Earlier, we decided that equations were a pretty efficient way to find percentages.

It was easy enough to use a double number line diagram to find the value that corresponded to certain percent increases or decreases. So far, the percentages have been easy enough to show on the number line, like 20, 40, 25, etc. But what if the percentage was a decimal, like 7.8% or 3.75? These would be a little difficult to show on the number line.

But such percentage problems are pretty much solved the same way as any other percentages.

Say your height was 160 cm last year. This year, you noticed that your height increased by 3.75 percent. How much is your new height?

An increase in 3.75 % can be found by adding the initial height to the increased height of 3.75%. Initial height + Increased height = 160 + 3.75% of 160 100% of 160 + 3.75% of 600 (100 + 3.75)% x 160 = 103.75% x 160 = 166 cm

The increased amount seems to be 6 cm, which is given by 3.75% of 160. Easy right?

You can also use decimals instead:

3.75% is 0.0375. So, our increased height is 0.0375 x 160. Adding this to the original, we have 160 + 0.0375 x 160 = (1 + 0.0375) x 160 = 166 cm!

Remember that the same applies to percent decrease as well.

You scored 78 marks in your first term. Sadly, in the second term, your marks decreased by about 7.4 percent! How much did you score?

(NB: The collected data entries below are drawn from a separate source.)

//! Implements the `KeyValueStore` trait using in-memory data.
//!
//! Note: this is compiled even in the "production" version of this app so that the whole flow can
//! be exercised without a data directory.

use crate::kv::KeyValueStore;
use crate::Result;
use std::collections::HashMap;

/// An implementation of the `KeyValueStore` trait that holds its values in a map.
#[derive(Debug, Clone, Default, PartialEq, Eq)]
pub struct MemoryStore {
    data: HashMap<String, String>,
}

impl MemoryStore {
    /// Create an empty `MemoryStore`.
    pub fn new() -> Self {
        Self::default()
    }

    /// Create a `MemoryStore` that already holds `value` under `key`.
    pub fn with(mut self, key: impl Into<String>, value: impl Into<String>) -> Self {
        self.data.insert(key.into(), value.into());
        self
    }

    /// Look at a stored value without going through the async trait.
    pub fn peek(&self, key: &str) -> Option<&str> {
        self.data.get(key).map(String::as_str)
    }
}

#[async_trait::async_trait]
impl KeyValueStore for MemoryStore {
    async fn get(&mut self, key: &str) -> Result<Option<String>> {
        Ok(self.data.get(key).cloned())
    }

    async fn set(&mut self, key: &str, value: &str) -> Result<()> {
        self.data.insert(key.to_string(), value.to_string());
        Ok(())
    }
}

Your second term score = First term score - 7.4% of First term score = 100% of 78 - 7.4% of 78 = (100 - 7.4)% x 78 = 92.2% x 78 = 71.916 marks!

92.2% of first term marks is your new second term marks!

Alternatively, using decimals, we have Your second term score = First term score - 7.4% of First term score = 78 - 0.074 x 78 = (1-0.074) x 78 = 0.922 x 78 = 71.916 marks

While solving such problems with decimal percentages, do be mindful of the numbers after the decimal point. Sometimes you might get confused with 3.5% being 0.35 instead of 0.035.